“Non posso perdere la faccia e ed è pacifico che le mie dimissioni significherebbero l’uscita dell’Udc dal governo”. Così ieri il sottosegretario postdiccì alla Giustizia Michele Vietti confermava al Velino che la vicenda delle rogatorie, richieste dalla procura milanese e sospese - in attesa del parere pro veritate - dal ministro Roberto Castelli, era un problema di partiti e poltrone di governo. E dava di conseguenza ragione al ministro Castelli che aveva ironizzato sulla “minaccia” delle dimissioni del sottosegretario dichiarando che mai un democristiano avrebbe lasciato la sua poltrona...
A nessuno, in ogni caso, è venuto in testa di leggere cosa abbia scritto in realtà Castelli in risposta alla richiesta di rogatorie presentata da due piemme milanesi.

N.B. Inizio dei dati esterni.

use crate::ContentSource;
use press_kit_core::Resolved;
use tracing::{debug, warn};

#[derive(Debug, Clone, Copy)]
pub struct ResolveOptions {
    /// Also look the slug up as a tag
    pub include_tags: bool,
}

impl Default for ResolveOptions {
    fn default() -> Self {
        Self { include_tags: true }
    }
}

/// Decide which entity a root-level slug names.
///
/// Every lookup runs concurrently. When several match, the first in the
/// order post, page, category, tag, author wins and the rest are logged as
/// shadowed. Blank slugs are `NotFound` without touching the source.
pub async fn resolve<S>(source: &S, slug: &str, options: ResolveOptions) -> Resolved
where
    S: ContentSource + ?Sized,
{
    let slug = slug.trim();
    if slug.is_empty() {
        return Resolved::NotFound;
    }

    let tag_lookup = async {
        if options.include_tags {
            source.tag_by_slug(slug).await
        } else {
            None
        }
    };

    let (post, page, category, tag, author) = tokio::join!(
        source.post_by_slug(slug),
        source.page_by_slug(slug),
        source.category_by_slug(slug),
        tag_lookup,
        source.author_by_slug(slug),
    );

    let mut candidates = Vec::new();
    if let Some(post) = post {
        candidates.push(Resolved::Post(Box::new(post)));
    }
    if let Some(page) = page {
        candidates.push(Resolved::Page(Box::new(page)));
    }
    if let Some(category) = category {
        candidates.push(Resolved::Category(category));
    }
    if let Some(tag) = tag {
        candidates.push(Resolved::Tag(tag));
    }
    if let Some(author) = author {
        candidates.push(Resolved::Author(author));
    }

    let mut candidates = candidates.into_iter();
    let Some(winner) = candidates.next() else {
        debug!(slug, "slug matched nothing");
        return Resolved::NotFound;
    };

    let shadowed: Vec<&str> = candidates.map(|c| c.kind()).collect();
    if !shadowed.is_empty() {
        warn!(
            slug,
            winner = winner.kind(),
            shadowed = %shadowed.join(","),
            "slug matches more than one entity"
        );
    }
    winner
}
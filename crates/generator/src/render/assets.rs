pub const SITE_CSS: &str = r#"
:root {
    --primary: #0f766e;
    --primary-focus: #115e59;
    --base-100: #ffffff;
    --base-200: #f8f9fa;
    --base-content: #1f2937;
    --muted: #6b7280;
}
* { margin: 0; padding: 0; box-sizing: border-box; }
body {
    font-family: -apple-system, BlinkMacSystemFont, "Segoe UI", Roboto, sans-serif;
    line-height: 1.6;
    color: var(--base-content);
    background: var(--base-100);
}
a { color: var(--primary); }
.container { max-width: 960px; margin: 0 auto; padding: 2rem 1rem; }
.site-header {
    display: flex;
    gap: 1.5rem;
    align-items: center;
    padding: 1rem;
    border-bottom: 1px solid #e5e7eb;
}
.brand { font-weight: 700; text-decoration: none; display: flex; gap: .5rem; align-items: center; }
.logo { height: 32px; }
.main-nav ul { list-style: none; display: flex; gap: 1rem; }
.main-nav li { position: relative; }
.main-nav .dropdown { display: none; position: absolute; background: var(--base-100); padding: .5rem; flex-direction: column; }
.main-nav .has-children:hover .dropdown { display: flex; }
.nav-icon { height: 16px; vertical-align: middle; }
.search-box { margin-left: auto; position: relative; }
.search-results { position: absolute; right: 0; width: 320px; background: var(--base-100); border: 1px solid #e5e7eb; z-index: 10; }
.search-results a { display: block; padding: .5rem; }
.post-grid { display: grid; grid-template-columns: repeat(auto-fill, minmax(260px, 1fr)); gap: 1.5rem; }
.post-card { background: var(--base-200); border-radius: 8px; overflow: hidden; }
.post-card img { width: 100%; height: 160px; object-fit: cover; }
.post-card .card-body { padding: 1rem; }
.badge { background: var(--primary); color: #fff; padding: .1rem .6rem; border-radius: 999px; font-size: .8rem; text-decoration: none; }
.byline, .meta { color: var(--muted); font-size: .9rem; }
.featured { width: 100%; border-radius: 8px; margin: 1rem 0; }
.content { margin: 1.5rem 0; }
.content p { margin-bottom: 1rem; }
.comment { border-left: 3px solid #e5e7eb; padding-left: 1rem; margin: 1rem 0; }
.comment .replies { margin-left: 1rem; }
.rating .stars { color: #f59e0b; }
form.js-form { display: grid; gap: .75rem; max-width: 560px; }
form.js-form input, form.js-form textarea { padding: .5rem; border: 1px solid #d1d5db; border-radius: 4px; }
form.js-form button { background: var(--primary); color: #fff; border: 0; padding: .6rem 1rem; border-radius: 4px; cursor: pointer; }
.form-message.error { color: #b91c1c; }
.form-message.success { color: var(--primary); }
.site-footer { background: var(--base-200); padding: 2rem 1rem; margin-top: 3rem; text-align: center; }
.site-footer form.js-form { margin: 1rem auto; }
.empty { color: var(--muted); font-style: italic; }
"#;

pub const SITE_JS: &str = r#"
(function () {
    const input = document.getElementById('search-input');
    const results = document.getElementById('search-results');
    let timer = null;

    function plain(markup) {
        return new DOMParser().parseFromString(markup, 'text/html').body.textContent || '';
    }

    if (input && results) {
        input.addEventListener('input', () => {
            clearTimeout(timer);
            const term = input.value.trim();
            if (!term) {
                results.hidden = true;
                results.replaceChildren();
                return;
            }
            timer = setTimeout(async () => {
                const res = await fetch('/api/search?term=' + encodeURIComponent(term));
                const data = await res.json();
                results.replaceChildren();
                for (const post of data.posts || []) {
                    const a = document.createElement('a');
                    a.href = '/' + post.slug;
                    a.textContent = plain(post.title.rendered);
                    results.appendChild(a);
                }
                if (!results.children.length) {
                    const p = document.createElement('p');
                    p.className = 'empty';
                    p.textContent = 'No articles found.';
                    results.appendChild(p);
                }
                results.hidden = false;
            }, 300);
        });
        input.addEventListener('keydown', (e) => {
            if (e.key === 'Enter' && input.value.trim()) {
                location.href = '/search?q=' + encodeURIComponent(input.value.trim());
            }
        });
    }

    document.querySelectorAll('form.js-form').forEach((form) => {
        form.addEventListener('submit', async (e) => {
            e.preventDefault();
            const body = {};
            for (const el of form.elements) {
                if (!el.name || (el.type === 'radio' && !el.checked)) continue;
                body[el.name] = el.dataset.number !== undefined ? Number(el.value) : el.value;
            }
            const message = form.querySelector('.form-message');
            const button = form.querySelector('button[type=submit]');
            if (button) button.disabled = true;
            try {
                const res = await fetch(form.dataset.endpoint, {
                    method: 'POST',
                    headers: { 'Content-Type': 'application/json' },
                    body: JSON.stringify(body),
                });
                const data = await res.json();
                if (message) {
                    message.textContent = data.message || '';
                    message.className = 'form-message ' + (res.ok ? 'success' : 'error');
                }
                if (res.ok) {
                    if (data.html) insertComment(body.parent || 0, data.html);
                    form.reset();
                }
            } catch (err) {
                if (message) {
                    message.textContent = 'Something went wrong. Please try again.';
                    message.className = 'form-message error';
                }
            } finally {
                if (button) button.disabled = false;
            }
        });
    });

    function insertComment(parent, html) {
        const tpl = document.createElement('template');
        tpl.innerHTML = html.trim();
        const node = tpl.content.firstElementChild;
        if (!node) return;
        if (parent) {
            const replies = document.querySelector('#comment-' + parent + ' > .replies');
            if (replies) replies.appendChild(node);
        } else {
            const list = document.getElementById('comment-list');
            if (list) list.prepend(node);
        }
    }
})();
"#;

Gli uffici del ministro avevano prospettato la difficoltà di interpretare alcune parti del lodo Maccanico e per uscirne fuori avevano consigliato la procedura che poi è stata usata: chiedere un parere pro veritate. Tutto sarebbe filato liscio se la solita fuga di notizie (secondo il ministero si sarebbe verificata a Milano, secondo altri invece la velina sarebbe uscita proprio dal ministero e consegnata a una giornalista amica) non avesse fatto precipitare la situazione.
Bruciando sul tempo anche l’indicazione di chi (forse l’Avvocatura dello Stato) avrebbe dovuto esprimere il parere pro veritate chiesto dal ministro sulla vicenda. La manovra è volta a produrre una crisi nei rapporti di forza interni alla Cdl. In particolare la destabilizzazione interna al cosiddetto “polo” viene volutamente provocata dall’intesa tra postdemocristiani dell’Udc e alleanzini (l’anima giustizialista tra i finiani non è mai morta...) che, per ottenere più spazio e potere vogliono mettere in difficoltà la Lega per ottenerne una fuorisucita dalla coalizione. Un’ipotesi che scioccamente ritengono non traumatica e che anzi coltivano e costruiscono da qualche settimana per captare altre frange della disciolta dc momentaneamente schierate dall’altra parte del regime liberaldemocratico.
L’orca-dc, insomma, si è messa in moto per ritornare a gestire l’Italia e ha agguantato nel suo fronte An. E il codazzo dei vari Taormina, uomini buoni per tutte le stagioni.
Senza capire che tale gioco è pericoloso anche per sé stessi: è un fronte, infatti, del quale i diesse, gli ulivisti e alcuni magistrati molto attivi nel Csm e nell’Anm, gioiscono perché sanno che serve ad indebolire in ogni modo l’accordo fra Bossi e Berlusconi. L’unico sistema per tentare la spallata al Cavaliere e al suo governo.
Non per nulla non erano trascorsi due giorni e l’Ulivo, che aveva soprasseduto all’idea lanciata da Pierluigi Castagnetti di sfiduciare il Guardasigilli, ha deciso di depositare alla Camera e al Senato le mozioni di sfiducia contro Roberto Castelli. Era tutto deciso, insomma, si attendeva soltanto l’occasione propizia che è puntualmente arrivata.
A nostro modesto parere, nonostante le ampie riserve su alcune posizioni dei leghisti, è indubbio che la loro presenza al governo permette al popolo italiano tutto di godere di alcuni margini di libertà.
Pensiamo ad esempio alle proposte della Lega per “rivedere” quelle norme jugulatorie sulla libertà di pensiero in Italia o la riforma dell’ordine giudiziario.
Non è tanto, ma non è nemmeno poco. Senza la Lega questo governo perderebbe anche l’ultimo brandello di decenza.